== Exercise materials

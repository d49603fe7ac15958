//! Task id generation.

use shared::domain::TaskId;

use crate::clock::{Clock, SystemClock};

pub trait IdSource {
    /// `None` once the id space is used up.
    fn next_id(&mut self) -> Option<TaskId>;

    /// Records an id issued elsewhere (e.g. loaded from storage) so it is never issued again.
    fn observe(&mut self, id: TaskId);
}

/// Millisecond timestamps, bumped past the last issued id whenever the clock has not
/// moved on (rapid successive adds, coarse clocks, clock going backwards).
#[derive(Debug, Clone)]
pub struct MonotonicIds<C = SystemClock> {
    clock: C,
    last: i64,
}

impl MonotonicIds<SystemClock> {
    pub fn new() -> Self {
        Self::with_clock(SystemClock)
    }
}

impl Default for MonotonicIds<SystemClock> {
    fn default() -> Self {
        Self::new()
    }
}

impl<C: Clock> MonotonicIds<C> {
    pub fn with_clock(clock: C) -> Self {
        Self { clock, last: 0 }
    }
}

impl<C: Clock> IdSource for MonotonicIds<C> {
    fn next_id(&mut self) -> Option<TaskId> {
        let millis = self.clock.now().timestamp_millis();
        self.last = if millis > self.last {
            millis
        } else {
            self.last.checked_add(1)?
        };
        Some(TaskId(self.last))
    }

    fn observe(&mut self, id: TaskId) {
        self.last = self.last.max(id.0);
    }
}

/// Plain counter starting at 1.
#[derive(Debug, Clone, Default)]
pub struct SequentialIds {
    last: i64,
}

impl IdSource for SequentialIds {
    fn next_id(&mut self) -> Option<TaskId> {
        self.last = self.last.checked_add(1)?;
        Some(TaskId(self.last))
    }

    fn observe(&mut self, id: TaskId) {
        self.last = self.last.max(id.0);
    }
}

#[cfg(test)]
#[path = "tests/ids_tests.rs"]
mod tests;
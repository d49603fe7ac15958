//! Task list core: the authoritative store, its view model and the input layer driving it.

pub mod board;
pub mod clock;
pub mod config;
pub mod confirm;
pub mod ids;
pub mod store;
pub mod view;

pub use board::{BoardCommand, Key, TaskBoard};
pub use confirm::{AlwaysConfirm, Confirm, NeverConfirm};
pub use shared::domain::{Task, TaskId, TaskText};
pub use store::{StoreEvent, TaskCounts, TaskStore, CLEAR_ALL_PROMPT};
pub use view::{TaskAction, TaskListView, TaskRow, TextStyle};
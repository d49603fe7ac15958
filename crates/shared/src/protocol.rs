//! Persisted slot layout: key `"tasks"` holding a JSON array of task objects in list order.

use crate::{domain::Task, error::StoreError};

pub const TASKS_KEY: &str = "tasks";
/// Where an unparseable `tasks` value is copied before the list is reset.
pub const CORRUPT_TASKS_KEY: &str = "tasks.corrupt";

pub fn encode_task_list(tasks: &[Task]) -> Result<String, StoreError> {
    Ok(serde_json::to_string(tasks)?)
}

pub fn decode_task_list(raw: &str) -> Result<Vec<Task>, StoreError> {
    serde_json::from_str(raw).map_err(|source| StoreError::Corrupt {
        key: TASKS_KEY.to_string(),
        source,
    })
}

#[cfg(test)]
#[path = "tests/protocol_tests.rs"]
mod tests;
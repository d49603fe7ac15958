use std::io::{self, Write};

use task_core::{view::EMPTY_STATE_MESSAGE, TaskListView, TextStyle};

pub fn render_view(view: &TaskListView, out: &mut impl Write) -> io::Result<()> {
    if view.show_empty_state {
        writeln!(out, "{EMPTY_STATE_MESSAGE}")?;
    }
    for row in &view.rows {
        let mark = if row.completed { 'x' } else { ' ' };
        let text = match row.style {
            TextStyle::Normal => row.text.clone(),
            TextStyle::Completed => strike(&row.text),
        };
        writeln!(out, "[{mark}] {:>13}  {text}", row.id)?;
    }
    writeln!(
        out,
        "{}  {}",
        view.counts.total_label(),
        view.counts.completed_label()
    )
}

/// Combining long stroke overlay, so completed text reads as crossed out.
fn strike(text: &str) -> String {
    text.chars().flat_map(|c| [c, '\u{0336}']).collect()
}
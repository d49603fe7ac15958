//! Controller layer: UI events collected per frame and their application to the task board.

pub mod events;
pub mod orchestration;
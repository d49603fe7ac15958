//! UI events and status banner modeling for the desktop GUI.

use shared::error::{ErrorCode, ErrorNotice};
use task_core::TaskAction;

/// Something the user did during a frame. Applied after drawing, in order.
#[derive(Debug, Clone, Copy, PartialEq, Eq)]
pub enum UiEvent {
    DraftSubmitted,
    Row(TaskAction),
    ClearRequested,
    ClearAnswered(bool),
    BannerDismissed,
}

#[derive(Debug, Clone, PartialEq, Eq)]
pub struct StatusBanner {
    pub title: &'static str,
    pub message: String,
}

impl From<ErrorNotice> for StatusBanner {
    fn from(notice: ErrorNotice) -> Self {
        Self {
            title: banner_title(notice.code),
            message: notice.message,
        }
    }
}

fn banner_title(code: ErrorCode) -> &'static str {
    match code {
        ErrorCode::StorageUnavailable => "Changes not saved",
        ErrorCode::CorruptState => "Saved tasks could not be read",
        ErrorCode::IdsExhausted => "Task not added",
        ErrorCode::Internal => "Unexpected error",
    }
}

====

> _Work to be completed_: Pull every line containing "const" from the data.

> _Answer to this task_:
pub const TASKS_KEY: &str = "tasks";
pub const CORRUPT_TASKS_KEY: &str = "tasks.corrupt";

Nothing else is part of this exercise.